Wherever the string "caller" shows up in the material below, copy that line.

═════ Material to process

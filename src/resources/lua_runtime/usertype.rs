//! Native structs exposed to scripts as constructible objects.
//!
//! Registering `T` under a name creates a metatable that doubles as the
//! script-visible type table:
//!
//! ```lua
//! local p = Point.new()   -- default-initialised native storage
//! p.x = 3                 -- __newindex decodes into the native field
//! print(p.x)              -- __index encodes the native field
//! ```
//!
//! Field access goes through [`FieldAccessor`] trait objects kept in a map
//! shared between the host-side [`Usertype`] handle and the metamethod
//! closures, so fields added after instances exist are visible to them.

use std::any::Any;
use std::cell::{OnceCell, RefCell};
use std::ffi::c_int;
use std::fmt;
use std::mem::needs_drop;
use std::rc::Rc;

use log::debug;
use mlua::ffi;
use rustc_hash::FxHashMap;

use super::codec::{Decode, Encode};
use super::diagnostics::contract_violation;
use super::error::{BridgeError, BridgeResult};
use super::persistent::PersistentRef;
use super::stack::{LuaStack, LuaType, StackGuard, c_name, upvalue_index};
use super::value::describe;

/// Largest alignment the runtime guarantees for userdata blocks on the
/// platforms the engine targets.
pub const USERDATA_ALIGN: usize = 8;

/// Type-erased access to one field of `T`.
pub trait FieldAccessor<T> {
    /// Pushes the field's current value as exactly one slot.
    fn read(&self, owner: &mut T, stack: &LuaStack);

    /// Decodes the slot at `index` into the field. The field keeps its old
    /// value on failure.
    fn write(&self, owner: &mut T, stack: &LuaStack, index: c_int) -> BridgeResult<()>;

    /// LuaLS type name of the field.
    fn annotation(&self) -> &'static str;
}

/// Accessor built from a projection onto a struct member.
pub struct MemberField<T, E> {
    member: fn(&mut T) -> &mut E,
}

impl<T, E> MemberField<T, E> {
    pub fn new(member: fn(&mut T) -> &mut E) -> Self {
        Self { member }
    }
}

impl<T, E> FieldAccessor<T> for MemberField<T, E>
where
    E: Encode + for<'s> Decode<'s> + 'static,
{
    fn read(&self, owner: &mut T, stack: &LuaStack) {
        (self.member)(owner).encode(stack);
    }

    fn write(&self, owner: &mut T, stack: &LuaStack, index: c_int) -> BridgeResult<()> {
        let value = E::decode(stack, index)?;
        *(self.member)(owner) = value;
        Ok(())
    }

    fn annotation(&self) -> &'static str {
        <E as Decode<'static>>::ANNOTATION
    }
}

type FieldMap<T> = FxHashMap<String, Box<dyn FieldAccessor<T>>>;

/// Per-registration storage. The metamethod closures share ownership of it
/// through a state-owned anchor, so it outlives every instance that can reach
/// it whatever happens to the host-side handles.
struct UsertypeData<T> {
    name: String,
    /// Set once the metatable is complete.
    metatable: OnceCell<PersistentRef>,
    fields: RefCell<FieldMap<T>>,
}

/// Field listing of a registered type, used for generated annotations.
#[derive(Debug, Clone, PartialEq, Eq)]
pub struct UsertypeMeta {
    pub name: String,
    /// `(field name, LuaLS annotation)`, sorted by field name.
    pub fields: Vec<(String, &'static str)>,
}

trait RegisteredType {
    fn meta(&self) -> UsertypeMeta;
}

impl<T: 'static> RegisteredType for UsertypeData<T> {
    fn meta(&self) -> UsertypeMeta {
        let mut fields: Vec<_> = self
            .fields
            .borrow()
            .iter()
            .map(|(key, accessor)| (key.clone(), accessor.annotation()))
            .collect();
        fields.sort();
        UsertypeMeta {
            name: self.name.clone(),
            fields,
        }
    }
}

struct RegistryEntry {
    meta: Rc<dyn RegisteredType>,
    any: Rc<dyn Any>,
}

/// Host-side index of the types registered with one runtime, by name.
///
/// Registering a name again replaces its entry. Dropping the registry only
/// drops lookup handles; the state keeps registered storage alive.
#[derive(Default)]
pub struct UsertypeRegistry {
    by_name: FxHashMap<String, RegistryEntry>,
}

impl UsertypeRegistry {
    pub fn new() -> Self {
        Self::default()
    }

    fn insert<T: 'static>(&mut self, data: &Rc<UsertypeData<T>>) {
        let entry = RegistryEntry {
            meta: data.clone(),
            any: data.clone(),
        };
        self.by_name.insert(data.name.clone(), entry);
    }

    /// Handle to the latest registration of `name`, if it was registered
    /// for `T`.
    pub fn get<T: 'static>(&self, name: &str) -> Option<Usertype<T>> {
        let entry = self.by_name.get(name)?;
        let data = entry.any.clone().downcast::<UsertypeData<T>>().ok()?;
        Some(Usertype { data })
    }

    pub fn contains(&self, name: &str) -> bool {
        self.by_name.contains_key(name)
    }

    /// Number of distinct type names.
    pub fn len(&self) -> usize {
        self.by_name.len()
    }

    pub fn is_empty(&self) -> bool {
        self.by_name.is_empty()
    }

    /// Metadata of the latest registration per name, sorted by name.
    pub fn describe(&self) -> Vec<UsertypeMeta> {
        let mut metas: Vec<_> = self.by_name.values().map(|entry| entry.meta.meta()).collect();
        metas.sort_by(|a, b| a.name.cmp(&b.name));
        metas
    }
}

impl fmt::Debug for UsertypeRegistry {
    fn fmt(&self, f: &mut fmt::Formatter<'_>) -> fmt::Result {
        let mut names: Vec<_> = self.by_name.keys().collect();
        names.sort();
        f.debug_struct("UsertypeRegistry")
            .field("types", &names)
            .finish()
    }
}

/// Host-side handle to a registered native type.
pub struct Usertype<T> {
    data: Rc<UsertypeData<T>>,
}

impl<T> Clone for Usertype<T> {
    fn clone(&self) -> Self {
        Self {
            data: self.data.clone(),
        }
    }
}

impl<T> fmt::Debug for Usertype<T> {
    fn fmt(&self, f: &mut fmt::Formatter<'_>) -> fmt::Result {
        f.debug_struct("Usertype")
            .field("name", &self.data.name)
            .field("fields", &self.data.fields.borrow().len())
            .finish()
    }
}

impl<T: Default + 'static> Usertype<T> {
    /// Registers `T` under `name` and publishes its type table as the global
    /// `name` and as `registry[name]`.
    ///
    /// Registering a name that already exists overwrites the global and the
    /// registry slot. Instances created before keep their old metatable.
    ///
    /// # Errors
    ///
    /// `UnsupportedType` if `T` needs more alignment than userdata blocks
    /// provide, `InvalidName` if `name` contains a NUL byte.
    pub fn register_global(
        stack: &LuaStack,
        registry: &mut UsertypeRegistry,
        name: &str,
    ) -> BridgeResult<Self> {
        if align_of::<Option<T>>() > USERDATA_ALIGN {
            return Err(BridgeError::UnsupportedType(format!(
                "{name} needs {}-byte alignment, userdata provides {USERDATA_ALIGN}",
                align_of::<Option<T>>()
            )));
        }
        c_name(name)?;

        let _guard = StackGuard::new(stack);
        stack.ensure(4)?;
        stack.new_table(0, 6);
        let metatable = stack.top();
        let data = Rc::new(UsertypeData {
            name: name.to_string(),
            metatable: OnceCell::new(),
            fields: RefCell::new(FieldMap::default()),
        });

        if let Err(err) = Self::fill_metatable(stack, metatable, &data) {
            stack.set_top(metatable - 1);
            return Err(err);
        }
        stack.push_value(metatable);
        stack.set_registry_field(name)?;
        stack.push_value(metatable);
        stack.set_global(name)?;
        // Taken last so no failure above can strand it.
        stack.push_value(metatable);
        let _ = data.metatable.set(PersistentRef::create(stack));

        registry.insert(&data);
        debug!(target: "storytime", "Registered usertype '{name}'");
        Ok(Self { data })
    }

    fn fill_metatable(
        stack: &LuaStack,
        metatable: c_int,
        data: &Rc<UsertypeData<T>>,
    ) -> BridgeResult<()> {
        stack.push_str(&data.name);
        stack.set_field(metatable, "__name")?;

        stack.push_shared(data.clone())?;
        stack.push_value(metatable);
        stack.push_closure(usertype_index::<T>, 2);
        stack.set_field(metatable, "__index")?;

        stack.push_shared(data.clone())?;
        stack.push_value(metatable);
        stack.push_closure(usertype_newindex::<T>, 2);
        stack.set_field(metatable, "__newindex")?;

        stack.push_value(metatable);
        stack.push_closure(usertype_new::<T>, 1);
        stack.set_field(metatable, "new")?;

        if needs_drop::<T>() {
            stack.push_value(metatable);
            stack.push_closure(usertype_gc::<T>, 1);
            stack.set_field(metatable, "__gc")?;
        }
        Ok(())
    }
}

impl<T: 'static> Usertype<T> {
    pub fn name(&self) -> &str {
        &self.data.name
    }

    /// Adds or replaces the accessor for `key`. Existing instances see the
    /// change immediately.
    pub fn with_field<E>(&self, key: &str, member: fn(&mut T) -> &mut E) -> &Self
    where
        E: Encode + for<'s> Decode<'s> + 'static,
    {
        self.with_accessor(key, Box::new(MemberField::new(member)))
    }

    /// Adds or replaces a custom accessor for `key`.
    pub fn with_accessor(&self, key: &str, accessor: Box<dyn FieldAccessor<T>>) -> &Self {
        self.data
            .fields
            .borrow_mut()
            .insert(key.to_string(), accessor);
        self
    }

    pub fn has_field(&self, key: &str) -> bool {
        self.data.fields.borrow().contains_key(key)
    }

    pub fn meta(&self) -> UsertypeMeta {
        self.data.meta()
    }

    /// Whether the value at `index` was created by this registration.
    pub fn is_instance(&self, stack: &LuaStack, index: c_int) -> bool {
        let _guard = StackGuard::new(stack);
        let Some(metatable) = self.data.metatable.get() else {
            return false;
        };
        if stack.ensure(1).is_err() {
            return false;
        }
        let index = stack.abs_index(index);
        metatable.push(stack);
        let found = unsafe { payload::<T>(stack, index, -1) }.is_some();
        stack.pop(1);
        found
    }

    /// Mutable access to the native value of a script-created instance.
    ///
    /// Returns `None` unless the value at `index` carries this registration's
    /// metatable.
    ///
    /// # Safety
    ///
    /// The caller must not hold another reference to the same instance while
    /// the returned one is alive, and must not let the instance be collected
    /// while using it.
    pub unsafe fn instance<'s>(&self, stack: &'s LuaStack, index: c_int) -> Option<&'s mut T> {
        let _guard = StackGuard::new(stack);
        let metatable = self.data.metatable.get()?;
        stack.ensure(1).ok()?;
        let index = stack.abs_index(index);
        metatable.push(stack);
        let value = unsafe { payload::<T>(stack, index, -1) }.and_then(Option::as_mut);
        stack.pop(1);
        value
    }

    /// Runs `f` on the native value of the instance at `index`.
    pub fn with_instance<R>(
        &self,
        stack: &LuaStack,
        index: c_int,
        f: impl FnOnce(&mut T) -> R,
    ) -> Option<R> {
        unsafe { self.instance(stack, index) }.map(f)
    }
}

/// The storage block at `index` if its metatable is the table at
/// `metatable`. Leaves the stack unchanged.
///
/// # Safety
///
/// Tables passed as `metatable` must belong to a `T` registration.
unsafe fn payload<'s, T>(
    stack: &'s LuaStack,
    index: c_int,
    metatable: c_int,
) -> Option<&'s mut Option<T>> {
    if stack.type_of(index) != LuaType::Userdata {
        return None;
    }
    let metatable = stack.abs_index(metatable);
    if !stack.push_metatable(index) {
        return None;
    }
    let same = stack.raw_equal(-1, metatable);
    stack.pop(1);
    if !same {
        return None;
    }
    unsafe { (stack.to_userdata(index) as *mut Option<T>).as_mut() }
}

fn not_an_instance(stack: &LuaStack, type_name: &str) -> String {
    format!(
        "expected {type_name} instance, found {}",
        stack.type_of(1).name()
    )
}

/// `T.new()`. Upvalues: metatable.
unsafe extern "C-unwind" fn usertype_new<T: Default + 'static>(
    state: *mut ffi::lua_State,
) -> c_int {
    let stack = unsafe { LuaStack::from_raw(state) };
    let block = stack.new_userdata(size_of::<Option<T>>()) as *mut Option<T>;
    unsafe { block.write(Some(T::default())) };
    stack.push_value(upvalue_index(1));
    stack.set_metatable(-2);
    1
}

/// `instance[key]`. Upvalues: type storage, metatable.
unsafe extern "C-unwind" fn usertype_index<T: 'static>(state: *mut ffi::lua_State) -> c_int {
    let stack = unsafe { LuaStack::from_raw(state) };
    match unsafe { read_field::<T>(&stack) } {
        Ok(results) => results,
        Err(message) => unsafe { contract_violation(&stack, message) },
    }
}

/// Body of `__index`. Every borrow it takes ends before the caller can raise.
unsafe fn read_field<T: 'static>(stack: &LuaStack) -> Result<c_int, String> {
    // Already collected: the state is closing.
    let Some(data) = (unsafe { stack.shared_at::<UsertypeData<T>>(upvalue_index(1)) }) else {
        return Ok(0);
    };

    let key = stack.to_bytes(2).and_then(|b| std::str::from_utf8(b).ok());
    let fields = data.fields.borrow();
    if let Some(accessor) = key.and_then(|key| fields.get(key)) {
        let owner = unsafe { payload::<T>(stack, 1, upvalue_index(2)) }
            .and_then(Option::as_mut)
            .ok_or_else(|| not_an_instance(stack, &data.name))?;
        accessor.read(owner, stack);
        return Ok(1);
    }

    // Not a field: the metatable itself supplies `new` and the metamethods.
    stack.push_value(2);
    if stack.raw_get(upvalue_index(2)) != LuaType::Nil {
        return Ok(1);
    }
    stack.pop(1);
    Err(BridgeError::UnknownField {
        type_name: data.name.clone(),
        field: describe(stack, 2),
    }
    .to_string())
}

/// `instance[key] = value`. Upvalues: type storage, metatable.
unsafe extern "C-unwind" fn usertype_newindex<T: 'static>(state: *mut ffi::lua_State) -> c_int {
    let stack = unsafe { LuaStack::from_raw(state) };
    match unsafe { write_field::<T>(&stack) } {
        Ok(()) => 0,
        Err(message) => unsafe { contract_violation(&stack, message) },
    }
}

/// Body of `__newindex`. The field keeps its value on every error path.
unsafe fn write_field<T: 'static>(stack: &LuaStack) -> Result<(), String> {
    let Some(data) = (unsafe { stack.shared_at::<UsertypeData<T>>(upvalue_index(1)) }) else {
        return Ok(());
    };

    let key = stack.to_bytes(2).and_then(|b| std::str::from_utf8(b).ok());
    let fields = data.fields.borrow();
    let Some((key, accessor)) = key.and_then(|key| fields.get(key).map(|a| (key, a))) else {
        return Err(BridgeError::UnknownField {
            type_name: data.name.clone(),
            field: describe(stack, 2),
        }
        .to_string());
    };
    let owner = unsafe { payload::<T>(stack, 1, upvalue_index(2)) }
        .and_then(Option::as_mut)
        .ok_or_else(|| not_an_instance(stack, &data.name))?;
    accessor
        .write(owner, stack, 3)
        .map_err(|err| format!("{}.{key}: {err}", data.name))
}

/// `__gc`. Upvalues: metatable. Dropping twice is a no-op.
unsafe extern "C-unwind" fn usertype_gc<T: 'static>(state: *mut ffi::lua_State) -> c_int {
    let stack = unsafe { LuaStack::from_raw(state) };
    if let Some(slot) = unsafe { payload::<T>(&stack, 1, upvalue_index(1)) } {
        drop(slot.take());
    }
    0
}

══════════

→ Completed exercise
    /// The caller must not hold another reference to the same instance while
/// Body of `__index`. Every borrow it takes ends before the caller can raise.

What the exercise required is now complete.